Task statement - Find every line below where the string "SetRequestIdLayer" shows up, and copy those lines.

(Saved entries)
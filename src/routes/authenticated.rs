use crate::{AppState, handlers};
use axum::{
    Router,
    routing::{get, post},
};

/// Authenticated Router Module
///
/// Session endpoints for any caller holding a valid token, whatever the role. Every handler
/// takes the `AuthUser` extractor, so a missing or untrusted token is answered with 401
/// before the handler body runs.
pub fn authenticated_routes() -> Router<AppState> {
    Router::<AppState>::new()
        // GET /auth/me
        // The caller's profile.
        .route("/auth/me", get(handlers::me))
        // POST /auth/logout
        // Acknowledges logout; the client discards its token.
        .route("/auth/logout", post(handlers::logout))
}
use crate::{
    AppState,
    auth::{EVENT_MANAGERS, RoleGate, require_role},
    handlers,
    token::TokenService,
};
use axum::{
    Router, middleware,
    routing::{get, post, put},
};

/// Organizer Router Module
///
/// Event management routes. The whole router sits behind the role gate: the caller must
/// authenticate (401 otherwise) and hold `admin` or `organizer` (403 otherwise). Update
/// and delete then run the per-event ownership check inside the handler, before any write.
pub fn organizer_routes(tokens: TokenService) -> Router<AppState> {
    Router::<AppState>::new()
        // GET /my-events
        // The caller's own events, including drafts and cancelled ones.
        .route("/my-events", get(handlers::my_events))
        // POST /events
        // Creates an event owned by the caller.
        .route("/events", post(handlers::create_event))
        // PUT/DELETE /events/{id}
        // Owner (or admin) only. Deleting is refused while orders reference the event.
        .route(
            "/events/{id}",
            put(handlers::update_event).delete(handlers::delete_event),
        )
        .route_layer(middleware::from_fn_with_state(
            RoleGate::new(tokens, EVENT_MANAGERS),
            require_role,
        ))
}
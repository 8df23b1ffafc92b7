use axum::{
    Router,
    extract::{FromRef, Request},
    http::HeaderName,
    middleware::{self, Next},
    response::Response,
};
use std::sync::Arc;
use utoipa::OpenApi;
use utoipa_swagger_ui::SwaggerUi;

use tower::ServiceBuilder;
use tower_http::{
    cors::{Any, CorsLayer},
    request_id::{MakeRequestUuid, PropagateRequestIdLayer, SetRequestIdLayer},
    trace::{DefaultOnResponse, TraceLayer},
};
use tracing::{Level, Span};

// --- Module Structure ---

// Server-side authentication and authorization core.
pub mod auth;
pub mod credentials;
pub mod password;
pub mod token;

// Event data access, validation and the HTTP surface over it.
pub mod error;
pub mod handlers;
pub mod models;
pub mod repository;
pub mod validation;

pub mod config;

// Caller-side session protocol (token attachment and silent renewal).
pub mod session;

// Module for routing segregation (Public, Authenticated, Organizer).
pub mod routes;
use auth::AuthUser;
use routes::{authenticated, organizer, public};

// --- Public Re-exports ---

pub use config::AppConfig;
pub use credentials::{CredentialState, CredentialStore};
pub use error::ApiError;
pub use repository::{InMemoryRepository, PostgresRepository, Repository, RepositoryState};
pub use token::TokenService;

/// ApiDoc
///
/// Auto-generated OpenAPI document for every routed handler, served at
/// `/api-docs/openapi.json` and browsable under `/swagger-ui`.
#[derive(OpenApi)]
#[openapi(
    paths(
        handlers::login, handlers::refresh, handlers::me, handlers::logout,
        handlers::list_events, handlers::show_event, handlers::my_events,
        handlers::create_event, handlers::update_event, handlers::delete_event
    ),
    components(
        schemas(
            models::Role, models::Subject, models::LoginRequest, models::LoginResponse,
            models::TokenResponse, models::Event, models::EventStatus,
            models::CreateEventRequest, models::UpdateEventRequest, models::PageMeta,
        )
    ),
    modifiers(&BearerAuthAddon),
    tags(
        (name = "event-portal", description = "Event listing API")
    )
)]
struct ApiDoc;

struct BearerAuthAddon;

impl utoipa::Modify for BearerAuthAddon {
    fn modify(&self, openapi: &mut utoipa::openapi::OpenApi) {
        use utoipa::openapi::security::{HttpAuthScheme, HttpBuilder, SecurityScheme};
        let components = openapi.components.get_or_insert_with(Default::default);
        components.add_security_scheme(
            "bearer",
            SecurityScheme::Http(
                HttpBuilder::new()
                    .scheme(HttpAuthScheme::Bearer)
                    .bearer_format("JWT")
                    .build(),
            ),
        );
    }
}

/// AppState
///
/// The single, immutable container of shared services. Cloning is cheap: every member is
/// reference counted.
#[derive(Clone)]
pub struct AppState {
    /// Event repository (an external collaborator of the auth core).
    pub repo: RepositoryState,
    /// Identity records, read by login and by token verification.
    pub credentials: CredentialState,
    /// Issues, verifies and renews access tokens.
    pub tokens: TokenService,
    /// The loaded, immutable environment configuration.
    pub config: AppConfig,
}

impl AppState {
    /// Wires a single store that serves both as event repository and credential store,
    /// with a token service built from `config`.
    pub fn from_store<S>(store: Arc<S>, config: AppConfig) -> Self
    where
        S: Repository + CredentialStore + 'static,
    {
        let credentials = store.clone() as CredentialState;
        let tokens = TokenService::from_config(&config, credentials.clone());
        Self {
            repo: store as RepositoryState,
            credentials,
            tokens,
            config,
        }
    }
}

// --- Axum FromRef Extractor Implementations ---

impl FromRef<AppState> for RepositoryState {
    fn from_ref(app_state: &AppState) -> RepositoryState {
        app_state.repo.clone()
    }
}

impl FromRef<AppState> for CredentialState {
    fn from_ref(app_state: &AppState) -> CredentialState {
        app_state.credentials.clone()
    }
}

impl FromRef<AppState> for TokenService {
    fn from_ref(app_state: &AppState) -> TokenService {
        app_state.tokens.clone()
    }
}

impl FromRef<AppState> for AppConfig {
    fn from_ref(app_state: &AppState) -> AppConfig {
        app_state.config.clone()
    }
}

/// auth_middleware
///
/// Enforces authentication for the `authenticated_routes`. Extracting `AuthUser` verifies
/// the bearer token; on failure the extractor rejects with 401 and the handler never runs.
/// On success the context is cached in the request extensions for the handler.
async fn auth_middleware(_auth_user: AuthUser, request: Request, next: Next) -> Response {
    next.run(request).await
}

/// create_router
///
/// Assembles the routing structure, applies global and scoped middleware, and registers
/// the application state.
pub fn create_router(state: AppState) -> Router {
    let cors = CorsLayer::new()
        .allow_methods(Any)
        .allow_origin(Any)
        .allow_headers(Any);

    let x_request_id = HeaderName::from_static("x-request-id");

    let base_router = Router::new()
        .merge(SwaggerUi::new("/swagger-ui").url("/api-docs/openapi.json", ApiDoc::openapi()))
        // Public Routes: No middleware applied.
        .merge(public::public_routes())
        // Authenticated Routes: any valid session.
        .merge(
            authenticated::authenticated_routes().route_layer(middleware::from_fn_with_state(
                state.clone(),
                auth_middleware,
            )),
        )
        // Organizer Routes: valid session plus the admin/organizer role gate.
        .merge(organizer::organizer_routes(state.tokens.clone()))
        .with_state(state);

    base_router
        .layer(
            ServiceBuilder::new()
                // Request ID Generation: a UUID for every incoming request.
                .layer(SetRequestIdLayer::new(x_request_id.clone(), MakeRequestUuid))
                // Request Tracing: one span per request, tagged with the request ID.
                .layer(
                    TraceLayer::new_for_http()
                        .make_span_with(trace_span_logger)
                        .on_response(
                            DefaultOnResponse::new()
                                .level(Level::INFO)
                                .latency_unit(tower_http::LatencyUnit::Millis),
                        ),
                )
                // Request ID Propagation: echo x-request-id back to the client.
                .layer(PropagateRequestIdLayer::new(x_request_id)),
        )
        .layer(cors)
}

/// trace_span_logger
///
/// Builds the per-request span: method, URI and the `x-request-id`, so every log line of
/// one request can be correlated.
fn trace_span_logger(request: &axum::http::Request<axum::body::Body>) -> Span {
    let request_id = request
        .headers()
        .get("x-request-id")
        .and_then(|value| value.to_str().ok())
        .unwrap_or("unknown");

    tracing::info_span!(
        "http_request",
        method = ?request.method(),
        uri = ?request.uri(),
        req_id = %request_id,
    )
}
use axum::{
    extract::{FromRef, FromRequestParts, Request, State},
    http::{header, request::Parts},
    middleware::Next,
    response::Response,
};

use crate::{error::ApiError, models::Role, token::TokenService};

/// Roles allowed to manage events.
pub const EVENT_MANAGERS: &[Role] = &[Role::Admin, Role::Organizer];

/// AuthUser
///
/// The authenticated context of one request: who is calling and with which role. It is
/// derived from a verified token and lives only for the duration of the request.
#[derive(Debug, Clone, PartialEq)]
pub struct AuthUser {
    /// The credential id the token was issued for.
    pub id: i64,
    /// The role embedded in the token at issuance or last renewal.
    pub role: Role,
    pub name: String,
}

/// The one predicate every role check goes through.
pub fn has_role(user: &AuthUser, allowed: &[Role]) -> bool {
    allowed.contains(&user.role)
}

/// BearerToken
///
/// The raw token from `Authorization: Bearer <token>`, not yet verified. Only the renew
/// endpoint consumes it directly; everything else goes through `AuthUser`.
#[derive(Debug, Clone)]
pub struct BearerToken(pub String);

impl<S> FromRequestParts<S> for BearerToken
where
    S: Send + Sync,
{
    type Rejection = ApiError;

    async fn from_request_parts(parts: &mut Parts, _state: &S) -> Result<Self, Self::Rejection> {
        let token = parts
            .headers
            .get(header::AUTHORIZATION)
            .and_then(|value| value.to_str().ok())
            .and_then(|value| value.strip_prefix("Bearer "))
            .map(str::trim)
            .filter(|token| !token.is_empty())
            .ok_or(ApiError::Unauthorized)?;
        Ok(BearerToken(token.to_string()))
    }
}

/// AuthUser Extractor Implementation
///
/// The authentication stage of the guard. A missing header or any verification failure
/// rejects with 401 before the handler runs. When a role gate already authenticated the
/// request, its context is reused from the request extensions instead of verifying twice.
impl<S> FromRequestParts<S> for AuthUser
where
    S: Send + Sync,
    TokenService: FromRef<S>,
{
    type Rejection = ApiError;

    async fn from_request_parts(parts: &mut Parts, state: &S) -> Result<Self, Self::Rejection> {
        if let Some(user) = parts.extensions.get::<AuthUser>() {
            return Ok(user.clone());
        }

        let BearerToken(token) = BearerToken::from_request_parts(parts, state).await?;
        let tokens = TokenService::from_ref(state);
        let user = tokens.verify(&token).await?;

        parts.extensions.insert(user.clone());
        Ok(user)
    }
}

/// RoleGate
///
/// State for the role stage: the token service (to authenticate) and the route's
/// allowed-role set.
#[derive(Clone)]
pub struct RoleGate {
    tokens: TokenService,
    allowed: &'static [Role],
}

impl RoleGate {
    pub fn new(tokens: TokenService, allowed: &'static [Role]) -> Self {
        Self { tokens, allowed }
    }
}

impl FromRef<RoleGate> for TokenService {
    fn from_ref(gate: &RoleGate) -> TokenService {
        gate.tokens.clone()
    }
}

/// require_role
///
/// Route-layer middleware for role-gated routes. Authentication runs first through the
/// `AuthUser` extractor (401 on failure); a caller outside the allowed set gets 403.
/// The approved context is stashed in the request extensions for the handler.
pub async fn require_role(
    State(gate): State<RoleGate>,
    user: AuthUser,
    mut request: Request,
    next: Next,
) -> Result<Response, ApiError> {
    if !has_role(&user, gate.allowed) {
        tracing::warn!(subject = user.id, role = %user.role, "role not permitted for route");
        return Err(ApiError::Forbidden);
    }
    request.extensions_mut().insert(user);
    Ok(next.run(request).await)
}

/// authorize_owner
///
/// The ownership stage for mutations on one event. `owner` is the event's
/// `organizer_id`, or `None` if the event does not exist; absence is reported before
/// ownership. Admins may act on any event, organizers only on their own.
pub fn authorize_owner(user: &AuthUser, owner: Option<i64>) -> Result<i64, ApiError> {
    let owner = owner.ok_or_else(|| ApiError::not_found("Event"))?;
    let permitted = match user.role {
        Role::Admin => true,
        Role::Organizer => user.id == owner,
    };
    if !permitted {
        tracing::warn!(subject = user.id, owner, "ownership check failed");
        return Err(ApiError::Forbidden);
    }
    Ok(owner)
}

Written answer -
    request_id::{MakeRequestUuid, PropagateRequestIdLayer, SetRequestIdLayer},
                .layer(SetRequestIdLayer::new(x_request_id.clone(), MakeRequestUuid))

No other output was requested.